No such luck. Never backwards at coming forwards I’m writing a ten things post anyway. If you’ve written your own ten things post and I’ve missed it, please drop me a link below.
One
Long ago, I named the separate facets of my personality. It started in the 90s with Jodi, and somehow it just kept on going. I don’t lose time, and I don’t experience DID, but my personalities are pretty distinct, and sometimes even I blink a little when one surfaces quickly, slamming another out of the way.
- Alison is writing this. She’s pretty good at appearing normal, is kind to children and vulnerable people, and has highly eclectic taste in music, films and books. She’s the default driver of the meat suit.
- Daisy worked with my mentally ill and disabled clients back when I did that sort of thing, and helped me with grief and loss counselling; she can be a little too empathetic, is a bit of a hippy and favours 70s soft rock. She doesn’t get out much anymore, except when our kids visit. She’s hoping for grandchildren. The rest of us are not.
- Pearl was great for parent-teacher conferences, she’s organised and efficient and sometimes a wee bit dour. She’s handy if you need anything filed, typed or otherwise adminned (it’s a verb now idgaf). She makes all our appointments and talks to official sounding people on the phone. She does most of the driving, luckily for everyone on the Gold Coast.
- Jodi was named after the pig in the Amityville Horror. She likes to party and has a wicked sense of humour. She’s known for waiting till her friends nearly pass out in an alcoholic stupour and growling “Don’t go to sleep” in their ear to hilarious effect. She’s bad at saying no to bad ideas. She got invited out a lot when we were younger. Too much alcohol, or not enough sleep and Jodi will roll over and wake up Legion.
- You don’t want to meet Legion, or at least you don’t want to be the reason you’re meeting her. When discussing men who harm children, my mother would comment very quietly “Everyone has to sleep”. Legion smiles fondly at this memory. Hobbies include sharp objects and appearing harmless until you’re up really close.
- The Nameless One is locked away down deep, by mutual agreement of the other five. Right now she’s sleeping, and it’s best not to think about her too hard, lest she stirs. God Grant she lye stille.

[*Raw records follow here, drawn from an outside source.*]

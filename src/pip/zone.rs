//! A single DDA polygon with its envelope.

use geo::{BoundingRect, Intersects, MultiPolygon, Point, Rect};

/// One DDA feature in EPSG:4326
#[derive(Debug, Clone)]
pub struct DdaZone {
    pub geometry: MultiPolygon<f64>,
    bbox: Option<Rect<f64>>,
}

impl DdaZone {
    pub fn new(geometry: MultiPolygon<f64>) -> Self {
        let bbox = geometry.bounding_rect();
        Self { geometry, bbox }
    }

    /// Get the bounding box of this zone as (min_x, min_y, max_x, max_y)
    pub fn bbox(&self) -> Option<(f64, f64, f64, f64)> {
        self.bbox
            .map(|rect| (rect.min().x, rect.min().y, rect.max().x, rect.max().y))
    }

    /// True when `point` lies inside the zone or on its boundary
    pub fn covers(&self, point: &Point<f64>) -> bool {
        match self.bbox {
            // Rect intersection is inclusive of its edges
            Some(rect) if rect.intersects(point) => self.geometry.intersects(point),
            _ => false,
        }
    }
}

You can take most of this with a pinch of darkly humorous salt. Or perhaps now I’m going for plausible deniability. You’ll never know.
Two
I’m a vegan. Or rather I was. Because I have gut permeability (perhaps the result of my diet growing up and penchant for garbage food as a result) the list of things I can eat or drink without being poisoned and passing out in an infected bloodstream induced semi-coma for a few hours is minimal. It took over 2 fun-filled years to figure out why eating seemingly anything at all, however “healthy” was now apparently killing me — mainly because GPs are given almost zero training in nutrition. Could have saved a lot of money for the Australian government on scans and tests if doctors accepted that we don’t need to medicate or operate on absolutely everything, sometimes diet does the trick.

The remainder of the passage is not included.